Molecular Mechanism of NL13 Peptide of Adenosyl Homocysteinase Against ER Stress through Nrf2 Signaling Cascade

Abstract

Purpose

This study investigates the regulatory role of NL13, a compound derived from adenosyl homocysteinase of cyanobacteria, on ER stress-induced apoptosis in endothelial cells by modulating the Keap1-Nrf2 signaling pathway.

Methods

Human endothelial cells (EA.hy926) were exposed to thapsigargin (TPG) to induce ER stress and then pretreated with varying concentrations of NL13. The study employed qPCR to assess changes in gene expression related to ER stress markers (GRP78, CHOP, ATF6, and PERK) and Nrf2. Additionally, reactive oxygen species (ROS) levels and the expression of apoptotic proteins (Bcl2 and Bax) were evaluated.

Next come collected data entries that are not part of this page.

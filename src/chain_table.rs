//! Fixed-bucket chained hash table over words.
//!
//! This module defines [`ChainTable`], the bucket array that backs a
//! [`HashDictionary`](crate::HashDictionary), together with the
//! [`CollisionStats`] accumulated while it is filled. The table is sized once
//! at construction and never grows; colliding words are appended to a
//! per-bucket chain in insertion order.
//!
//! Users generally interact with this indirectly via `HashDictionary`, but
//! the table is exposed read-only for chain inspection.

use rustc_hash::FxHashMap;
use serde::Serialize;
use std::fmt;

/// Statistics gathered while a table is constructed.
///
/// `collisions` counts insertions that landed on an occupied bucket with a
/// word the chain did not already contain. Duplicate words are dropped
/// without counting. `longest_chain` is the longest chain length reached
/// during construction; it only moves when a chain grows past one element,
/// so a collision-free table reports `0`.
#[derive(Debug, Default, Clone, Copy, PartialEq, Eq, Serialize)]
pub struct CollisionStats {
    pub collisions: usize,
    pub longest_chain: usize,
}

impl fmt::Display for CollisionStats {
    fn fmt(&self, f: &mut fmt::Formatter<'_>) -> fmt::Result {
        writeln!(f, "There are {} collisions in the table.", self.collisions)?;
        write!(f, "Longest chain is {}", self.longest_chain)
    }
}

/// A fixed number of buckets, each either empty or owning a chain of words.
///
/// Collision resolution is separate chaining: every word whose hash maps to
/// an occupied bucket is appended to that bucket's `Vec<String>`. A chain
/// never contains the same word twice.
#[derive(Debug)]
pub struct ChainTable {
    slots: Vec<Option<Vec<String>>>,
    multiplier: isize,
}

impl ChainTable {
    /// Creates an empty table. `len` must be positive; `HashDictionary`
    /// rejects degenerate inputs before calling this.
    pub(crate) fn new(len: usize, multiplier: isize) -> Self {
        let mut slots = Vec::with_capacity(len);
        slots.resize_with(len, || None);
        ChainTable { slots, multiplier }
    }

    /// Computes the bucket index for a word.
    ///
    /// Polynomial rolling hash over the word's code points, accumulated in a
    /// wrapping `isize`. Overflow is intentional and feeds dispersion, so the
    /// remainder can come out negative; the absolute value folds it back
    /// into `0..len`.
    pub fn hash_index(&self, word: &str) -> usize {
        let mut h: isize = 0;
        for ch in word.chars() {
            h = self.multiplier.wrapping_mul(h).wrapping_add(ch as isize);
        }
        (h % self.slots.len() as isize).unsigned_abs() as usize
    }

    /// Inserts one word, updating `stats` per the collision rules.
    pub(crate) fn insert(&mut self, word: &str, stats: &mut CollisionStats) {
        let index = self.hash_index(word);
        self.insert_at(index, word, stats);
    }

    /// Insertion with a precomputed bucket index (parallel hash path).
    pub(crate) fn insert_at(&mut self, index: usize, word: &str, stats: &mut CollisionStats) {
        let slot = &mut self.slots[index];
        match slot {
            Some(chain) => {
                if chain.iter().any(|w| w == word) {
                    return;
                }
                chain.push(word.to_string());
                stats.collisions += 1;
                if chain.len() > stats.longest_chain {
                    stats.longest_chain = chain.len();
                }
            }
            None => {
                *slot = Some(vec![word.to_string()]);
            }
        }
    }

    /// Number of buckets.
    pub fn len(&self) -> usize {
        self.slots.len()
    }

    pub fn is_empty(&self) -> bool {
        self.slots.is_empty()
    }

    /// The chain at a bucket index, if one was created there.
    pub fn chain_at(&self, index: usize) -> Option<&[String]> {
        self.slots.get(index).and_then(|slot| slot.as_deref())
    }

    /// Whether the word was inserted into the table.
    pub fn contains(&self, word: &str) -> bool {
        match self.chain_at(self.hash_index(word)) {
            Some(chain) => chain.iter().any(|w| w == word),
            None => false,
        }
    }

    /// Iterates the chains that exist, with their bucket indices.
    pub fn chains(&self) -> impl Iterator<Item = (usize, &[String])> {
        self.slots
            .iter()
            .enumerate()
            .filter_map(|(i, slot)| slot.as_deref().map(|chain| (i, chain)))
    }

    /// Maps chain length -> number of buckets holding a chain of that length.
    /// Empty buckets are not counted.
    pub fn chain_length_distribution(&self) -> FxHashMap<usize, usize> {
        let mut distribution = FxHashMap::default();
        for (_, chain) in self.chains() {
            *distribution.entry(chain.len()).or_insert(0) += 1;
        }
        distribution
    }
}

#[cfg(test)]
mod tests {
    use super::*;

    #[test]
    fn hash_index_is_deterministic() {
        let table = ChainTable::new(13, 31);
        for word in ["cat", "dog", "zebra", "licht", ""] {
            assert_eq!(table.hash_index(word), table.hash_index(word));
        }
    }

    #[test]
    fn hash_index_stays_in_range() {
        let table = ChainTable::new(7, 31);
        // Long words overflow the accumulator many times over
        let words = ["a", "antidisestablishmentarianism", "ääääääääääääääääääää", "\u{10FFFF}"];
        for word in words {
            assert!(table.hash_index(word) < table.len());
        }
    }

    #[test]
    fn empty_word_lands_in_bucket_zero() {
        let table = ChainTable::new(5, 31);
        assert_eq!(table.hash_index(""), 0);
    }

    #[test]
    fn single_bucket_maps_everything_to_zero() {
        let table = ChainTable::new(1, 7);
        assert_eq!(table.hash_index("anything"), 0);
        assert_eq!(table.hash_index("at"), 0);
    }

    #[test]
    fn insert_counts_collisions_and_skips_duplicates() {
        let mut table = ChainTable::new(1, 31);
        let mut stats = CollisionStats::default();

        table.insert("cat", &mut stats);
        assert_eq!(stats.collisions, 0);
        assert_eq!(stats.longest_chain, 0);

        table.insert("dog", &mut stats);
        assert_eq!(stats.collisions, 1);
        assert_eq!(stats.longest_chain, 2);

        // Duplicate: dropped, nothing counted
        table.insert("cat", &mut stats);
        assert_eq!(stats.collisions, 1);
        assert_eq!(table.chain_at(0).unwrap(), &["cat", "dog"]);
    }

    #[test]
    fn reinserting_a_sequence_changes_nothing() {
        let words = ["alpha", "beta", "gamma", "delta", "epsilon"];

        let mut once = ChainTable::new(2, 31);
        let mut once_stats = CollisionStats::default();
        for word in words {
            once.insert(word, &mut once_stats);
        }

        let mut twice = ChainTable::new(2, 31);
        let mut twice_stats = CollisionStats::default();
        for word in words.iter().copied().chain(words.iter().copied()) {
            twice.insert(word, &mut twice_stats);
        }

        assert_eq!(once_stats, twice_stats);
        for i in 0..once.len() {
            assert_eq!(once.chain_at(i), twice.chain_at(i));
        }
    }

    #[test]
    fn chains_never_hold_duplicates() {
        let mut table = ChainTable::new(3, 31);
        let mut stats = CollisionStats::default();
        for word in ["x", "y", "x", "z", "y", "x"] {
            table.insert(word, &mut stats);
        }
        for (_, chain) in table.chains() {
            for word in chain {
                assert_eq!(chain.iter().filter(|w| *w == word).count(), 1);
            }
        }
    }

    #[test]
    fn distribution_counts_buckets_by_chain_length() {
        let mut table = ChainTable::new(1, 31);
        let mut stats = CollisionStats::default();
        for word in ["one", "two", "three"] {
            table.insert(word, &mut stats);
        }
        let distribution = table.chain_length_distribution();
        assert_eq!(distribution.get(&3), Some(&1));
        assert_eq!(distribution.len(), 1);
    }

    #[test]
    fn stats_display_matches_report_format() {
        let stats = CollisionStats {
            collisions: 4,
            longest_chain: 3,
        };
        assert_eq!(
            stats.to_string(),
            "There are 4 collisions in the table.\nLongest chain is 3"
        );
    }
}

In-silico molecular docking was used to explore potential interactions between NL13 and Keap1-Nrf2.

Results

NL13 significantly reduced oxidative and ER stress in endothelial cells. It downregulated ER stress markers (GRP78, CHOP, ATF6, PERK) while upregulating Nrf2 expression. NL13 also decreased ROS formation and modulated the expression of apoptotic proteins, increasing Bcl2 and decreasing Bax. Molecular docking revealed interactions of NL13 with critical amino acids in Keap1-Nrf2, suggesting a functional binding that enhances Nrf2 signaling.

Conclusion

NL13 exerts cytoprotective effects against ER stress in endothelial cells by modulating the Keap1-Nrf2 signaling pathway and reducing apoptosis. These findings highlight the potential of NL13 as a therapeutic agent for conditions involving ER stress and oxidative damage.